Identification and clinical implications of circulating microRNAs for estrogen receptor-positive breast cancer

Authors: In Hae Park, Joo Hyun Kang, Keun Seok Lee, Seungyoon Nam, Jungsil Ro, Joo-Hang Kim

Published in: Tumor Biology | Issue 12/2014

Abstract

Cancer-associated microRNAs have been stably detected in blood. The objective of this study was to identify a panel of circulating microRNAs with the potential to serve as biomarkers for estrogen receptor-positive (ER+)/human epidermal growth factor receptor 2 (HER2)− breast cancer. We used microarray-based expression profiling to compare the levels of circulating microRNAs in blood samples from 11 ER+/HER2− advanced breast cancer patients plus 5 age-matched controls. MicroRNA levels were validated by reverse transcription quantitative polymerase chain reaction in 40 control subjects, 187 early breast cancer patients, and 45 metastatic breast cancer patients. Then, we assessed the association between the levels of microRNA and clinical outcomes of ER+/HER2− metastatic breast cancer.

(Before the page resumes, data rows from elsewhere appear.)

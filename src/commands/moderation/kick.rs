use poise::serenity_prelude as serenity;

use super::embeds::ModAction;
use super::{case_field, may_act_on, notify, open_case, report};
use crate::commands::music::utils::embedded_messages::RED;
use crate::utils::database::{CaseType, NewCase};
use crate::{CommandResult, Context};

/// Kick a member from the server.
#[poise::command(
    slash_command,
    guild_only,
    category = "Moderation",
    default_member_permissions = "KICK_MEMBERS",
    required_permissions = "KICK_MEMBERS",
    required_bot_permissions = "KICK_MEMBERS"
)]
pub async fn kick(
    ctx: Context<'_>,
    #[description = "The member to kick"] member: serenity::Member,
    #[description = "Reason for the kick"]
    #[max_length = 512]
    reason: String,
) -> CommandResult {
    ctx.defer().await?;
    if !may_act_on(ctx, &member, "kick").await? {
        return Ok(());
    }

    let action = ModAction {
        user: &member.user,
        moderator: ctx.author().id,
        reason: &reason,
        done: "Kicked",
        dm_phrase: "kicked from",
        fields: Vec::new(),
        color: RED,
    };
    // The DM has to go out while they still share a server with the bot.
    notify(ctx, &action).await;
    member
        .guild_id
        .kick_with_reason(ctx, member.user.id, &reason)
        .await?;

    let case = open_case(
        ctx,
        NewCase {
            case_type: CaseType::Kick,
            user_id: member.user.id,
            moderator_id: ctx.author().id,
            reason: reason.clone(),
            duration: None,
        },
    )?;
    report(
        ctx,
        &ModAction {
            fields: vec![case_field(&case)],
            ..action
        },
    )
    .await
}
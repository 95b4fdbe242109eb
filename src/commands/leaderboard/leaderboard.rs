use futures::future::join_all;
use poise::serenity_prelude as serenity;
use serenity::UserId;

use super::embeds::{self, BoardEntry};
use crate::utils::{database::UserRecord, xp};
use crate::{CommandResult, Context};

const BOARD_SIZE: usize = 10;

async fn display_name(ctx: Context<'_>, user_id: UserId) -> String {
    match user_id.to_user(ctx).await {
        Ok(user) => user.display_name().to_string(),
        Err(_) => format!("<@{}>", user_id),
    }
}

async fn entry(ctx: Context<'_>, rank: u64, record: &UserRecord) -> BoardEntry {
    BoardEntry {
        rank,
        name: display_name(ctx, record.user_id).await,
        level: xp::level_for_xp(record.xp),
        xp: record.xp,
    }
}

/// Show the server's top members by XP.
#[poise::command(slash_command, guild_only, category = "Leveling")]
pub async fn leaderboard(ctx: Context<'_>) -> CommandResult {
    ctx.defer().await?;
    let database = &ctx.data().database;

    let top = database.top_users(BOARD_SIZE)?;
    let on_board = database.user_count()?;

    let author = ctx.author().id;
    let caller = match top.iter().any(|row| row.user.user_id == author) {
        true => None,
        false => database.get_user(author)?,
    };
    let caller = match caller {
        Some(record) => {
            let rank = database.rank_for_xp(record.xp)?;
            Some(entry(ctx, rank, &record).await)
        }
        None => None,
    };

    let top = join_all(top.iter().map(|row| entry(ctx, row.rank, &row.user))).await;
    let members = ctx.guild().map(|guild| guild.member_count);

    ctx.send(embeds::leaderboard(&top, caller.as_ref(), on_board, members))
        .await?;
    Ok(())
}
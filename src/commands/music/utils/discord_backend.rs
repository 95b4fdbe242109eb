//! Production seams for the song manager: songbird for voice, serenity HTTP
//! for "now playing" messages.

use poise::serenity_prelude as serenity;
use serenity::async_trait;
use serenity::{ChannelId, CreateMessage, GuildId, Http};
use songbird::input::{File, Input};
use songbird::tracks::{PlayMode, TrackHandle};
use songbird::{Call, CoreEvent, Event, EventContext, Songbird, TrackEvent};
use std::sync::Arc;
use tokio::sync::Mutex;
use tracing::{debug, info, warn};

use super::backends::{
    AudioResource, ConnectionToken, Notifier, TrackToken, VoiceConnection, VoiceTarget,
    VoiceTransport,
};
use super::embedded_messages;
use super::queue_item::QueueItem;
use super::song_manager::{MusicError, MusicResult, SessionEvents};

pub struct SongbirdTransport {
    songbird: Arc<Songbird>,
}

impl SongbirdTransport {
    pub fn new(songbird: Arc<Songbird>) -> Self {
        Self { songbird }
    }
}

#[async_trait]
impl VoiceTransport for SongbirdTransport {
    async fn join(
        &self,
        target: VoiceTarget,
        token: ConnectionToken,
        events: SessionEvents,
    ) -> MusicResult<Box<dyn VoiceConnection>> {
        let call = self
            .songbird
            .join(target.guild_id, target.channel_id)
            .await
            .map_err(|e| MusicError::JoinError(e.to_string()))?;

        {
            let mut handler = call.lock().await;
            // A call reused from an earlier session may still carry that session's listener.
            handler.remove_all_global_events();
            handler.add_global_event(
                Event::Core(CoreEvent::DriverDisconnect),
                DisconnectNotifier {
                    events: events.clone(),
                    token,
                },
            );
        }

        Ok(Box::new(SongbirdConnection {
            songbird: Arc::clone(&self.songbird),
            guild_id: target.guild_id,
            call,
            track: None,
            events,
        }))
    }
}

pub struct SongbirdConnection {
    songbird: Arc<Songbird>,
    guild_id: GuildId,
    call: Arc<Mutex<Call>>,
    track: Option<TrackHandle>,
    events: SessionEvents,
}

impl SongbirdConnection {
    fn track(&self) -> MusicResult<&TrackHandle> {
        self.track
            .as_ref()
            .ok_or_else(|| MusicError::PlaybackError("No track loaded".to_string()))
    }
}

#[async_trait]
impl VoiceConnection for SongbirdConnection {
    async fn play(&mut self, resource: AudioResource, token: TrackToken) -> MusicResult<()> {
        let input: Input = File::new(resource.path).into();
        let handle = {
            let mut call = self.call.lock().await;
            call.stop();
            call.play_input(input)
        };

        for event in [TrackEvent::End, TrackEvent::Error] {
            handle
                .add_event(
                    Event::Track(event),
                    TrackEndNotifier {
                        events: self.events.clone(),
                        token,
                    },
                )
                .map_err(|e| MusicError::PlaybackError(e.to_string()))?;
        }

        self.track = Some(handle);
        Ok(())
    }

    async fn pause(&mut self) -> MusicResult<()> {
        self.track()?
            .pause()
            .map_err(|e| MusicError::PlaybackError(e.to_string()))
    }

    async fn unpause(&mut self) -> MusicResult<()> {
        self.track()?
            .play()
            .map_err(|e| MusicError::PlaybackError(e.to_string()))
    }

    async fn stop(&mut self) -> MusicResult<()> {
        match self.track.take() {
            // An already finished track can't be stopped, which is fine.
            Some(track) => {
                if let Err(e) = track.stop() {
                    debug!("Track was already stopped: {}", e);
                }
                Ok(())
            }
            None => Ok(()),
        }
    }

    async fn destroy(&mut self) {
        if let Some(track) = self.track.take() {
            let _ = track.stop();
        }
        {
            let mut call = self.call.lock().await;
            call.remove_all_global_events();
        }
        match self.songbird.remove(self.guild_id).await {
            Ok(()) => info!("Left voice in guild {}", self.guild_id),
            Err(e) => debug!("Voice for guild {} was already gone: {}", self.guild_id, e),
        }
    }
}

/// Reports the end of one track, natural or not, to the session.
struct TrackEndNotifier {
    events: SessionEvents,
    token: TrackToken,
}

#[async_trait]
impl songbird::EventHandler for TrackEndNotifier {
    async fn act(&self, ctx: &EventContext<'_>) -> Option<Event> {
        if let EventContext::Track(tracks) = ctx {
            for (state, _) in tracks.iter() {
                if let PlayMode::Errored(e) = &state.playing {
                    warn!("Player error on {}: {:?}", self.token, e);
                }
            }
            self.events.track_finished(self.token).await;
        }
        Some(Event::Cancel)
    }
}

/// Resets the session when the driver drops the connection.
struct DisconnectNotifier {
    events: SessionEvents,
    token: ConnectionToken,
}

#[async_trait]
impl songbird::EventHandler for DisconnectNotifier {
    async fn act(&self, ctx: &EventContext<'_>) -> Option<Event> {
        if let EventContext::DriverDisconnect(data) = ctx {
            warn!(
                "Voice driver disconnected ({:?}, reason {:?})",
                data.kind, data.reason
            );
            self.events.connection_lost(self.token).await;
            return Some(Event::Cancel);
        }
        None
    }
}

/// Posts "now playing" embeds through the bot's HTTP client.
pub struct DiscordNotifier {
    http: Arc<Http>,
}

impl DiscordNotifier {
    pub fn new(http: Arc<Http>) -> Self {
        Self { http }
    }
}

#[async_trait]
impl Notifier for DiscordNotifier {
    async fn now_playing(&self, channel: ChannelId, item: QueueItem) {
        let message = CreateMessage::new().embed(embedded_messages::track_embed(
            &item,
            "▶️ Now Playing",
            embedded_messages::BLUE,
        ));
        if let Err(e) = channel.send_message(&self.http, message).await {
            warn!("Failed to announce '{}' in {}: {}", item.display_title(), channel, e);
        }
    }
}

Initially, we found that miR-1280, miR-1260, and miR-720 were up-regulated in blood from breast cancer patients (P < 0.05). In validation, miR-1280 levels significantly increased in breast cancer patients and reflected tumor status (control<<early cancer<metastatic cancer). Among 37 metastatic breast cancer patients, miR-1280 levels significantly decreased after treatment in patients who responded to systemic treatment (P < 0.001). We confirmed that miR-1280 was not a classic microRNA, but a tRNA^Leu-derived fragment. These findings suggest that a circulating tRNA-derived microRNA, miR-1280, is differently expressed in breast cancer patients and may serve as a biomarker for ER-positive breast cancer.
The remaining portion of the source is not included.